impl HttpHandler {
    pub fn new(
        config: Arc<GatewayConfig>,
        http_client: Arc<dyn HttpClient>,
        authority: Arc<dyn PermissionAuthority>,
        limiter: Arc<RateLimiter>,
    ) -> Self {
        Self {
            dispatcher: Dispatcher::from_config(&config),
            guard: AuthGuard::new(&config, authority),
            internal_token_header: HeaderName::try_from(config.internal.token_header.as_str())
                .ok(),
            config,
            limiter,
            http_client,
            metrics_handle: None,
            ready: AtomicBool::new(false),
            shutting_down: Arc::new(AtomicBool::new(false)),
        }
    }

    pub fn with_metrics_handle(mut self, handle: PrometheusHandle) -> Self {
        self.metrics_handle = Some(handle);
        self
    }

    /// Share the process shutdown flag so `/ready` reports 503 while draining.
    pub fn with_shutdown_flag(mut self, flag: Arc<AtomicBool>) -> Self {
        self.shutting_down = flag;
        self
    }

    pub fn mark_ready(&self) {
        self.ready.store(true, Ordering::Release);
    }

    pub fn is_ready(&self) -> bool {
        self.ready.load(Ordering::Acquire) && !self.shutting_down.load(Ordering::Acquire)
    }

    pub fn route_count(&self) -> usize {
        self.dispatcher.route_count()
    }

    /// Main request handler that routes requests appropriately
    pub async fn handle_request(&self, req: Request, client_addr: Option<SocketAddr>) -> Response {
        match req.uri().path() {
            "/health" => self.handle_health(),
            "/ready" => self.handle_ready(),
            "/metrics" => self.handle_metrics(),
            _ => self.handle_proxy_request(req, client_addr).await,
        }
    }

    fn handle_health(&self) -> Response {
        Json(json!({
            "status": "ok",
            "service": SERVICE_NAME,
            "version": env!("CARGO_PKG_VERSION"),
            "timestamp": chrono::Utc::now().to_rfc3339(),
        }))
        .into_response()
    }

    fn handle_ready(&self) -> Response {
        if self.is_ready() {
            Json(json!({
                "status": "ready",
                "services": self.config.services.len(),
            }))
            .into_response()
        } else {
            let status = if self.shutting_down.load(Ordering::Acquire) {
                "shutting_down"
            } else {
                "starting"
            };
            (
                StatusCode::SERVICE_UNAVAILABLE,
                Json(json!({ "status": status })),
            )
                .into_response()
        }
    }

    fn handle_metrics(&self) -> Response {
        let body = self
            .metrics_handle
            .as_ref()
            .map(PrometheusHandle::render)
            .unwrap_or_default();
        (
            [(header::CONTENT_TYPE, "text/plain; version=0.0.4")],
            body,
        )
            .into_response()
    }

    async fn handle_proxy_request(&self, req: Request, client_addr: Option<SocketAddr>) -> Response {
        let trace_id = req
            .extensions()
            .get::<TraceId>()
            .cloned()
            .or_else(|| inbound_trace_id(req.headers()))
            .unwrap_or_else(TraceId::generate);
        let method = req.method().clone();
        let start = Instant::now();

        let (route, response) = self.run_pipeline(req, client_addr, &trace_id).await;

        metrics::increment_request_total(&route, method.as_str(), response.status().as_u16());
        metrics::record_request_duration(&route, method.as_str(), start.elapsed());
        response
    }

    /// Returns the matched route label alongside the response.
    async fn run_pipeline(
        &self,
        req: Request,
        client_addr: Option<SocketAddr>,
        trace_id: &TraceId,
    ) -> (String, Response) {
        let trace = trace_id.as_str();
        let ip = client_ip(req.headers(), client_addr);

        let default_decision = self.limiter.admit_class(RateLimitClass::Default, &ip).await;
        if let RateLimitDecision::Denied {
            retry_after_secs, ..
        } = default_decision
        {
            let response = GatewayError::RateLimitExceeded { retry_after_secs }
                .into_response_with(trace);
            return (UNMATCHED_ROUTE.to_string(), with_limits(response, default_decision));
        }

        let Some(resolution) = self.dispatcher.resolve(req.method(), req.uri().path()) else {
            tracing::debug!(method = %req.method(), path = %req.uri().path(), "No route");
            let response = GatewayError::RouteNotFound {
                method: req.method().to_string(),
                path: req.uri().path().to_string(),
            }
            .into_response_with(trace);
            return (UNMATCHED_ROUTE.to_string(), with_limits(response, default_decision));
        };
        let route = resolution.pattern.clone();

        let (req, decision) = match self
            .apply_class_limit(req, &resolution, &ip, default_decision)
            .await
        {
            Ok(admitted) => admitted,
            Err(err) => {
                return (route, err.into_response_with(trace));
            }
        };
        if let RateLimitDecision::Denied {
            retry_after_secs, ..
        } = decision
        {
            let response = GatewayError::RateLimitExceeded { retry_after_secs }
                .into_response_with(trace);
            return (route, with_limits(response, decision));
        }

        let identity = match self.guard.guard(&resolution.auth, req.headers()).await {
            Ok(identity) => identity,
            Err(err) => {
                let err = GatewayError::from(err);
                metrics::increment_auth_failure(err.code());
                tracing::warn!(
                    route = %route,
                    requirement = resolution.auth.label(),
                    code = err.code(),
                    "Request rejected: {}",
                    err
                );
                return (route, with_limits(err.into_response_with(trace), decision));
            }
        };

        let response = self
            .forward(req, client_addr, trace, identity, &resolution)
            .await;
        (route, with_limits(response, decision))
    }

    /// Run the class limiter for auth and webhook routes. Default-class routes
    /// reuse the decision already taken.
    async fn apply_class_limit(
        &self,
        req: Request,
        resolution: &Resolution,
        ip: &str,
        default_decision: RateLimitDecision,
    ) -> Result<(Request, RateLimitDecision), GatewayError> {
        match resolution.rate_limit {
            RateLimitClass::Default => Ok((req, default_decision)),
            RateLimitClass::Webhook => {
                let decision = self.limiter.admit_class(RateLimitClass::Webhook, ip).await;
                Ok((req, decision))
            }
            RateLimitClass::Auth => {
                let (req, identifier) = buffer_login_identifier(req).await?;
                let key = identifier.unwrap_or_else(|| ip.to_string());
                let decision = self.limiter.admit_class(RateLimitClass::Auth, &key).await;
                Ok((req, decision))
            }
        }
    }

    async fn forward(
        &self,
        mut req: Request,
        client_addr: Option<SocketAddr>,
        trace: &str,
        identity: Option<Identity>,
        resolution: &Resolution,
    ) -> Response {
        let unavailable = || {
            GatewayError::UpstreamUnavailable {
                service: resolution.service.clone(),
            }
            .into_response_with(trace)
        };

        let Some(service) = self.config.services.get(&resolution.service) else {
            tracing::error!(service = %resolution.service, "Route references an undeclared service");
            return unavailable();
        };

        let context = ProxyContext::new(trace, identity, resolution, &service.base_url);
        if let Err(e) =
            context.prepare_request(&mut req, client_addr, self.internal_token_header.as_ref())
        {
            tracing::error!(service = %context.service, error = %e, "Failed to build upstream request");
            return unavailable();
        }

        let _timer = metrics::UpstreamTimer::new(&context.service);
        match self.http_client.send_request(req).await {
            Ok(mut response) => {
                metrics::increment_upstream_request_total(
                    &context.service,
                    response.status().as_u16(),
                );
                if let Ok(value) = HeaderValue::from_str(trace) {
                    response.headers_mut().insert(X_REQUEST_ID, value);
                }
                response
            }
            Err(e) => {
                metrics::increment_upstream_request_total(&context.service, 0);
                tracing::error!(
                    service = %context.service,
                    path = %context.rewritten_path,
                    error = %e,
                    "Upstream request failed"
                );
                unavailable()
            }
        }
    }
}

* EXERCISE REQUIREMENTS
Check each line above for the string "json" and copy those that have it.

* ANSWER BOX
        Json(json!({
            Json(json!({
                Json(json!({ "status": status })),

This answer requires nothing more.